• WHAT YOU WILL DO:
Find each line below where the word "components" occurs, and copy it.

• DATA SECTION:
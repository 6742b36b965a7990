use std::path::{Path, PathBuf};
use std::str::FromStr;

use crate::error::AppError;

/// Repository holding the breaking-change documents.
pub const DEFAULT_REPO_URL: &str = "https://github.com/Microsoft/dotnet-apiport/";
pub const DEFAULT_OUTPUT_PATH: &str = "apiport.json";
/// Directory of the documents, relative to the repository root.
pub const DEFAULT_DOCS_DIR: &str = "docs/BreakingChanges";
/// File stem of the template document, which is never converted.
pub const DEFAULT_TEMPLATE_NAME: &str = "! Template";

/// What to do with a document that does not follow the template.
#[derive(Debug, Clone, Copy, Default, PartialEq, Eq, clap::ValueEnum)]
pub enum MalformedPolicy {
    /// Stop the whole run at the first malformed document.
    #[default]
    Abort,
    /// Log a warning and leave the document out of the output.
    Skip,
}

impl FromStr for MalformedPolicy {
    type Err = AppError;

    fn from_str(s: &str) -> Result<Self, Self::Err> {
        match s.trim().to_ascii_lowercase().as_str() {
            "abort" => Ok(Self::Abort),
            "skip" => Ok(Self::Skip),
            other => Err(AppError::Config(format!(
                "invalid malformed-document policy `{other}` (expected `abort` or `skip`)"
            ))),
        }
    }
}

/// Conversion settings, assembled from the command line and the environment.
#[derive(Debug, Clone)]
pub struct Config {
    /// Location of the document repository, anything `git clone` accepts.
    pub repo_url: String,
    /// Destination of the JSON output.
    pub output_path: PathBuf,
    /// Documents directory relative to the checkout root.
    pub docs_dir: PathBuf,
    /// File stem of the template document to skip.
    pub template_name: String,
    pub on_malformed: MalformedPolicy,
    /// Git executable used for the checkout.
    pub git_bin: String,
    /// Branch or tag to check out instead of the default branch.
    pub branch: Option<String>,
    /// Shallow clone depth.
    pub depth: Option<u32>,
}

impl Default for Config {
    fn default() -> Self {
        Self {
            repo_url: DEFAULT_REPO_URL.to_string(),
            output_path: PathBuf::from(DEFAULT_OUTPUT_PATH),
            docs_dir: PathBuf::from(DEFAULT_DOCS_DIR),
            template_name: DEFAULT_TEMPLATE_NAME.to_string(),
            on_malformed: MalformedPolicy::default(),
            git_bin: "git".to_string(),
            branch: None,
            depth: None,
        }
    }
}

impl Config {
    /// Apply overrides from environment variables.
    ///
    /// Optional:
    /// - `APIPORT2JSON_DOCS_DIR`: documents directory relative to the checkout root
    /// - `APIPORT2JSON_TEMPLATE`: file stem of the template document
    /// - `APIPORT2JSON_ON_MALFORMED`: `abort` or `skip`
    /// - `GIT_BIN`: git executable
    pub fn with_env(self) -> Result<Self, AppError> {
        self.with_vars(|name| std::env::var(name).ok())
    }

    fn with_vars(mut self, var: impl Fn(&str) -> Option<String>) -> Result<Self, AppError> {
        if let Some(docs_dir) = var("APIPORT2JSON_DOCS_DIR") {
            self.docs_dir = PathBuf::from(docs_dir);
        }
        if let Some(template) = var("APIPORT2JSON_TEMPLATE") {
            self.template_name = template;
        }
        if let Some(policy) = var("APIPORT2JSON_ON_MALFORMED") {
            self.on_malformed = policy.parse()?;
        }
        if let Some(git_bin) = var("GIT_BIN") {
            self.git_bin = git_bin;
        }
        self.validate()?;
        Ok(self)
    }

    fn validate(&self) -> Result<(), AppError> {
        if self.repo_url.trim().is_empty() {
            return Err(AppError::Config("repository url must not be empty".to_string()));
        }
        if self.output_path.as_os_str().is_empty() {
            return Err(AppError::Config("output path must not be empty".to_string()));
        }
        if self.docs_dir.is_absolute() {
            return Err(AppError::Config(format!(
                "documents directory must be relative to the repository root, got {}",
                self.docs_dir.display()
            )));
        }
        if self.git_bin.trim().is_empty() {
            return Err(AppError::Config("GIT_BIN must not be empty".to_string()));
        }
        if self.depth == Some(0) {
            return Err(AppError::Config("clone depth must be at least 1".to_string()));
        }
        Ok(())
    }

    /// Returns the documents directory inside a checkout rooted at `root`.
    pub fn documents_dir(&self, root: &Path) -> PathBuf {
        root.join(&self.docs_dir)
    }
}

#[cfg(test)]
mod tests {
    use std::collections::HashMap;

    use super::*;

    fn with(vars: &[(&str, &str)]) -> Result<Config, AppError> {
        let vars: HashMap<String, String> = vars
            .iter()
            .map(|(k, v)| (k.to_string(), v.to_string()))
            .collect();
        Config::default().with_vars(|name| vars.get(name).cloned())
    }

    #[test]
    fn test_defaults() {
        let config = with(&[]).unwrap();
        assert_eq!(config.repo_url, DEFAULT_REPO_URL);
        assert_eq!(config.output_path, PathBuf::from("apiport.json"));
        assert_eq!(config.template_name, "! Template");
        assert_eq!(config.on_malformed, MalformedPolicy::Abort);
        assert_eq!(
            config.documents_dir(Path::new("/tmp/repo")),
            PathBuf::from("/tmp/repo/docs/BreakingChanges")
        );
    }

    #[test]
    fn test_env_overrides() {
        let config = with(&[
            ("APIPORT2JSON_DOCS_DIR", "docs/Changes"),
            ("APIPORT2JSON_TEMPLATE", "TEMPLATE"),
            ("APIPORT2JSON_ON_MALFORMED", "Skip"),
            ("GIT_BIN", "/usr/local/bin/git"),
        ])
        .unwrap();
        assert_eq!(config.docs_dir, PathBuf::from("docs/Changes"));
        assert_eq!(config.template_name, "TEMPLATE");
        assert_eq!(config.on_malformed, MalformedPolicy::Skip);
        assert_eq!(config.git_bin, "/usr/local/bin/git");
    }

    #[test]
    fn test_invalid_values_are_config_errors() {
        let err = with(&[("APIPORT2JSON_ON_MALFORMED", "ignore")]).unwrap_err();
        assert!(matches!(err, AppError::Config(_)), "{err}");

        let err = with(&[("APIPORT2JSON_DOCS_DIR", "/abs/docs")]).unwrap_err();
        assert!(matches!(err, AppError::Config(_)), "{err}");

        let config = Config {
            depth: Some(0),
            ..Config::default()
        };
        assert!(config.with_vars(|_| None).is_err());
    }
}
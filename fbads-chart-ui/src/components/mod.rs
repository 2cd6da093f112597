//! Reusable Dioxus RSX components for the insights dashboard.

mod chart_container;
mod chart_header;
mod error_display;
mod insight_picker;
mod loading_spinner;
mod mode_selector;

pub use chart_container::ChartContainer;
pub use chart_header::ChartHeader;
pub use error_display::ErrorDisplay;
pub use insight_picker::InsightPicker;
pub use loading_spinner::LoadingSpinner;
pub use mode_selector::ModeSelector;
---
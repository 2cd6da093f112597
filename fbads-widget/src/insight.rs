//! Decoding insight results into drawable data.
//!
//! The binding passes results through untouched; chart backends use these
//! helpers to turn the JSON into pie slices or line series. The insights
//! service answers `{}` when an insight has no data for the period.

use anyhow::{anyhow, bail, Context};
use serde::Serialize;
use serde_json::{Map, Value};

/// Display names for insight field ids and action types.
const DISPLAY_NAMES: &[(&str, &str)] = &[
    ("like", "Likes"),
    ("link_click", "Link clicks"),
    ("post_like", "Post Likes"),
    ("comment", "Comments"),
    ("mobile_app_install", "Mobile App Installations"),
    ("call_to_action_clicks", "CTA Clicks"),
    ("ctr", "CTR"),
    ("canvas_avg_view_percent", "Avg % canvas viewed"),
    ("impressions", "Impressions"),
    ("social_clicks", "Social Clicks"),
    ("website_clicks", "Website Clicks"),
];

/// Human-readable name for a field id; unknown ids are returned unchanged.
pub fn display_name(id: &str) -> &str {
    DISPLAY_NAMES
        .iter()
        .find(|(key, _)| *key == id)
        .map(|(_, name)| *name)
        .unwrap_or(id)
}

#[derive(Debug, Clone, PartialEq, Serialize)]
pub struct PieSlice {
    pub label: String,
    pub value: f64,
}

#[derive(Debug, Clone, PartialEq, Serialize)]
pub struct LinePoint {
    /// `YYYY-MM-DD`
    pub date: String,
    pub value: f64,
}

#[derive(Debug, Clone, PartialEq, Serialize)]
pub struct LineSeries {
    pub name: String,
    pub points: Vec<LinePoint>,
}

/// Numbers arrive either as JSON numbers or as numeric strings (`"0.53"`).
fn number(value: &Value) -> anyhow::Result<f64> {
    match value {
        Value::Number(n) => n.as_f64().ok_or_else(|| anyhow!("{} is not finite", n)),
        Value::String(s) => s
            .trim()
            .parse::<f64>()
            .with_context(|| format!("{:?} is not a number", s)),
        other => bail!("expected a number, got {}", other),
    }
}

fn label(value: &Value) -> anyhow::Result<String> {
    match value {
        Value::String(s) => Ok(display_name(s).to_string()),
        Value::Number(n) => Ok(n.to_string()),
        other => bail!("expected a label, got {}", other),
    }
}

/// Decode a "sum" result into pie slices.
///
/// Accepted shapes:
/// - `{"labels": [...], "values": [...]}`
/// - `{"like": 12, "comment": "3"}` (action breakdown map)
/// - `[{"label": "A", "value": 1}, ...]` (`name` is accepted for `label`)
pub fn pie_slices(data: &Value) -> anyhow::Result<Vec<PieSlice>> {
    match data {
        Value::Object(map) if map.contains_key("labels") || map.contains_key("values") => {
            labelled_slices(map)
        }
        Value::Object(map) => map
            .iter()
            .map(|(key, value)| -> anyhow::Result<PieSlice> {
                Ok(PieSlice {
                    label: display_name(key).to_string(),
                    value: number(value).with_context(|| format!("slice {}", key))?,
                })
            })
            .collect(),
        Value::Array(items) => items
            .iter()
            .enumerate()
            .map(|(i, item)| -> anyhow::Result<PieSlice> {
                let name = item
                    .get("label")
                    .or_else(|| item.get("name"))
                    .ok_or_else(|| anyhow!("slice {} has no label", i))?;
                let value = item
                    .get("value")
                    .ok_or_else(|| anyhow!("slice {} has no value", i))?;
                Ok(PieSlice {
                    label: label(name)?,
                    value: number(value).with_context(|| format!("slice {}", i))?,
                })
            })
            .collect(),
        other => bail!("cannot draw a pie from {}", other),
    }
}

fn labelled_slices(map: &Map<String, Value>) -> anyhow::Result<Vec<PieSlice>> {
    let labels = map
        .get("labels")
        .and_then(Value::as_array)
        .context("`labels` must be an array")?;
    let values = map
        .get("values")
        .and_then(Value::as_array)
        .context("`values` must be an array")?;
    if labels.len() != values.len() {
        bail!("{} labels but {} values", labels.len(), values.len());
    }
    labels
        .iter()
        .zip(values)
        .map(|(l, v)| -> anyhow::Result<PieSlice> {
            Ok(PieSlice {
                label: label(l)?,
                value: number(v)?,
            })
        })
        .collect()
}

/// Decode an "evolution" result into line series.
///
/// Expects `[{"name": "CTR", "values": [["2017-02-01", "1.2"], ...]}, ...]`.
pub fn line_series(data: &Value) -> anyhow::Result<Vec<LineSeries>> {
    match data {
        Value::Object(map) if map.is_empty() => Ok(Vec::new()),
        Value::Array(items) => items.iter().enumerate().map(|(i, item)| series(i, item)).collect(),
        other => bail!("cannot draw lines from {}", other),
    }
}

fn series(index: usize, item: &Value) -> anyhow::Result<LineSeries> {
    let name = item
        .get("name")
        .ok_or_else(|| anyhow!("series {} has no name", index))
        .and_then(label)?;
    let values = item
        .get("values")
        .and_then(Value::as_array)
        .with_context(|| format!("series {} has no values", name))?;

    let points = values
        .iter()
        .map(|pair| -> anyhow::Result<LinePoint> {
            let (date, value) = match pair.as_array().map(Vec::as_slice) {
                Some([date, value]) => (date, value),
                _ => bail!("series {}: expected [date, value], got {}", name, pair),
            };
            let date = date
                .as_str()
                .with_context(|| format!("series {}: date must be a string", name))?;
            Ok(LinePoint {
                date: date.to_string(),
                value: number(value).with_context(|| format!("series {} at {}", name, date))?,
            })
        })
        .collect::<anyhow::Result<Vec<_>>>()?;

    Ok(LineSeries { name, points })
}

• EXERCISE SOLUTION:
filename fbads-chart-ui/src/components/mod.rs
//! Reusable Dioxus RSX components for the insights dashboard.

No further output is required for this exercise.